6.5 FURTHER ASSURANCES. The parties agree (a) to furnish upon
request to each other such further information, (b) to execute and deliver to
each other such other documents, and (c) to do such other acts and things, all
as the other party may reasonably request for the purpose of carrying out the
intent of this Agreement and the documents referred to in this Agreement.
34
35
6.6 WAIVER. The rights and remedies of the parties to this
Agreement are cumulative and not alternative. Neither the failure nor any delay
by any party in exercising any right, power, or privilege under this Agreement
or the documents referred to in this Agreement will operate as a waiver of such
right, power, or privilege, and no single or partial exercise of any such right,
power, or privilege will preclude any other or further exercise of such right,
power, or privilege or the exercise of any other right, power, or privilege. To
the maximum extent permitted by applicable law, (a) no claim or right arising
out of this Agreement or the documents referred to in this Agreement can be
discharged by one party, in whole or in part, by a waiver or renunciation of the
claim or right unless in writing signed by the other party; (b) no waiver that
may be given by a party will be applicable except in the specific instance for
which it is given; and (c) no notice to or demand on one party will be deemed to
be a waiver of any obligation of such party or of the right of the party giving
such notice or demand to take further action without notice or demand as
provided in this Agreement or the documents referred to in this Agreement.
6.7 ENTIRE AGREEMENT AND MODIFICATION. This Agreement
supersedes all prior agreements between the parties with respect to its subject
matter and constitutes a complete and exclusive statement of the terms of the
agreement between the parties with respect to its subject matter. This Agreement
may not be amended except by a written agreement executed by the party to be
charged with the amendment.
6.8 DISCLOSURE LETTER. In the event of any inconsistency
between the statements in the body of this Agreement and those in the Disclosure
Letter (other than an exception expressly set forth as such in the Disclosure
Letter with respect to a specifically identified representation or warranty),
the statements in the body of this Agreement will control.
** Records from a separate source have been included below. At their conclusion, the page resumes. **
//! Ansikey Inspector
//!
//! An interactive tool that puts the terminal into raw mode and prints every
//! decoded input event. Useful for checking what sequences a terminal
//! emulator actually sends.

use std::io;
use std::process::ExitCode;
use std::sync::atomic::{AtomicBool, Ordering};
use std::sync::Arc;

use ansikey::{Handlers, InputEvent, Terminal};

use tracing_subscriber::{layer::SubscriberExt, util::SubscriberInitExt, EnvFilter};

fn main() -> ExitCode {
    // Initialize logging
    tracing_subscriber::registry()
        .with(EnvFilter::try_from_default_env().unwrap_or_else(|_| EnvFilter::new("warn")))
        .with(tracing_subscriber::fmt::layer().with_writer(io::stderr))
        .init();

    let args: Vec<String> = std::env::args().collect();

    // Parse command line arguments
    let mut output_format = OutputFormat::Text;
    let mut show_help = false;

    let mut i = 1;
    while i < args.len() {
        match args[i].as_str() {
            "-j" | "--json" => {
                output_format = OutputFormat::Json;
            },
            "-t" | "--text" => {
                output_format = OutputFormat::Text;
            },
            "-h" | "--help" => {
                show_help = true;
            },
            other => {
                eprintln!("Unknown argument: {}", other);
                print_help();
                return ExitCode::FAILURE;
            },
        }
        i += 1;
    }

    if show_help {
        print_help();
        return ExitCode::SUCCESS;
    }

    let stop = Arc::new(AtomicBool::new(false));
    let handlers = build_handlers(output_format, Arc::clone(&stop));

    let mut terminal = match Terminal::new(handlers) {
        Ok(terminal) => terminal,
        Err(e) => {
            eprintln!("Error opening terminal: {}", e);
            return ExitCode::FAILURE;
        },
    };
    terminal.set_stopper(stop);

    if output_format == OutputFormat::Text {
        print!("ansikey-inspect: press keys to see decoded events, q to quit\r\n");
    }

    match terminal.run() {
        Ok(()) => ExitCode::SUCCESS,
        Err(e) => {
            eprintln!("Error: {}", e);
            ExitCode::FAILURE
        },
    }
}

fn build_handlers(format: OutputFormat, stop: Arc<AtomicBool>) -> Handlers {
    Handlers::default()
        .on_keypress({
            let stop = Arc::clone(&stop);
            move |text| {
                report(format, &InputEvent::Keypress(text.to_string()));
                if text == "q" {
                    stop.store(true, Ordering::Relaxed);
                }
            }
        })
        .on_special(move |key, mods| {
            report(format, &InputEvent::Special { key, mods });
        })
        .on_position(move |row, col| {
            report(
                format,
                &InputEvent::Position {
                    row: row.to_string(),
                    col: col.to_string(),
                },
            );
        })
        .on_status(move |status| {
            report(format, &InputEvent::Status(status.to_string()));
        })
        .on_resize(move |size| {
            report(format, &InputEvent::Resize(size));
        })
        .on_unrecognized(move |sequence| {
            report(format, &InputEvent::Unrecognized(sequence.to_string()));
        })
        .on_interrupt(move || {
            report(format, &InputEvent::Interrupt);
            stop.store(true, Ordering::Relaxed);
        })
}

/// Print one event. Raw mode means explicit `\r\n` line endings.
fn report(format: OutputFormat, event: &InputEvent) {
    match format {
        OutputFormat::Text => match event {
            InputEvent::Keypress(text) => print!("keypress  {:?}\r\n", text),
            InputEvent::Special { key, mods } => {
                if mods.any() {
                    print!("special   {} ({:?})\r\n", key.name(), mods);
                } else {
                    print!("special   {}\r\n", key.name());
                }
            },
            InputEvent::Position { row, col } => print!("position  row={} col={}\r\n", row, col),
            InputEvent::Status(status) => print!("status    {:?}\r\n", status),
            InputEvent::Resize(size) => print!("resize    {}x{}\r\n", size.cols, size.rows),
            InputEvent::Interrupt => print!("interrupt\r\n"),
            InputEvent::Unrecognized(sequence) => print!("unknown   {:?}\r\n", sequence),
        },
        OutputFormat::Json => match serde_json::to_string(event) {
            Ok(json) => print!("{}\r\n", json),
            Err(e) => eprintln!("Error serializing event: {}", e),
        },
    }
}

#[derive(Clone, Copy, PartialEq, Eq)]
enum OutputFormat {
    Text,
    Json,
}

fn print_help() {
    println!("Ansikey Inspector");
    println!();
    println!("Usage: ansikey-inspect [OPTIONS]");
    println!();
    println!("Options:");
    println!("  -j, --json  Print one JSON object per decoded event");
    println!("  -t, --text  Print human-readable events (default)");
    println!("  -h, --help  Show this help message");
    println!();
    println!("Press q or send an interrupt (^C) to quit.");
    println!();
    println!("Examples:");
    println!("  ansikey-inspect");
    println!("  RUST_LOG=debug ansikey-inspect --json 2>decoder.log");
}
6.9 ASSIGNMENTS, SUCCESSORS, AND NO THIRD-PARTY RIGHTS.
Neither party may assign any of its rights under this Agreement without the
prior consent of the other parties, which will not be unreasonably withheld,
except that Buyer may assign any of its rights under this Agreement to any
Subsidiary of Buyer. Subject to the preceding sentence, this Agreement will
apply to, be binding in all respects upon, and inure to the benefit of the
successors and permitted assigns of the parties. Nothing expressed or referred
to in this Agreement will be construed to give any Person other than the parties
to this Agreement any legal or equitable right, remedy, or claim under or with
respect to this Agreement or any provision of this Agreement. This Agreement and
all of its provisions and conditions are for the sole and exclusive benefit of
the parties to this Agreement and their successors and assigns.
6.10 SEVERABILITY. If any provision of this Agreement is held
invalid or unenforceable by any court of competent jurisdiction, the other
provisions of this Agreement will remain in full force and effect. Any provision
of this Agreement held invalid or unenforceable only in part or degree will
remain in full force and effect to the extent not held invalid or unenforceable.
6.11 SECTION HEADINGS, CONSTRUCTION. The headings of Sections
in this Agreement are provided for convenience only and will not affect its
construction or interpretation. All references to "Section" or
35
36
"Sections" refer to the corresponding Section or Sections of this Agreement. All
words used in this Agreement will be construed to be of such gender or number as
the circumstances require. Unless otherwise expressly provided, the word
"including" does not limit the preceding words or terms.
6.12 TIME OF ESSENCE. With regard to all dates and time
periods set forth or referred to in this Agreement, time is of the essence.
6.13 GOVERNING LAW. This Agreement will be governed by the
laws of the State of Florida without regard to conflicts of laws principles.
6.14 COUNTERPARTS. This Agreement may be executed in one or
more counterparts, each of which will be deemed to be an original copy of this
Agreement and all of which, when taken together, will be deemed to constitute
one and the same agreement.
IN WITNESS WHEREOF, the parties have executed and delivered this
Agreement as of the date first written above.
BUYER:
NU-WAVE HEALTH PRODUCTS, INC.,
a Florida corporation
By:
-----------------------------------
Kotha X. Xxxxxxxx, President
SELLERS:
---------------------------------------
Xxxxx Xxxxxx
---------------------------------------
Xxxxx X. Xxxxxx
---------------------------------------
Xxxxxxx X. Xxxxxx
---------------------------------------
Xxxxxxx XxXxxxx
00
00
CONTINUATION OF SIGNATURE PAGE FOR AGREEMENT AND PLAN OF REORGANIZATION FOR
NU-WAVE HEALTH PRODUCTS, INC./BECAN DISTRIBUTORS, INC.
------------------------------------
Xxxxxxx XxXxxxx custodian for
Xxxxxxx XxXxxxx
------------------------------------
Xxxxxxx XxXxxxx custodian for
Xxxxxxx XxXxxxx
------------------------------------
Xxxxxxx XxXxxxx custodian for
Xxxxxxxx XxXxxxx
------------------------------------
Xxxxxxx XxXxxxx
------------------------------------
Xxxxxxx X. Xxxxx
37
38
FORM OF EXHIBIT 2.4(A)(II)
RELEASE
This Release is being executed and delivered in accordance with Section
2.4(a)(ii) of the Stock Purchase Agreement dated June 26, 1998 (the "Agreement")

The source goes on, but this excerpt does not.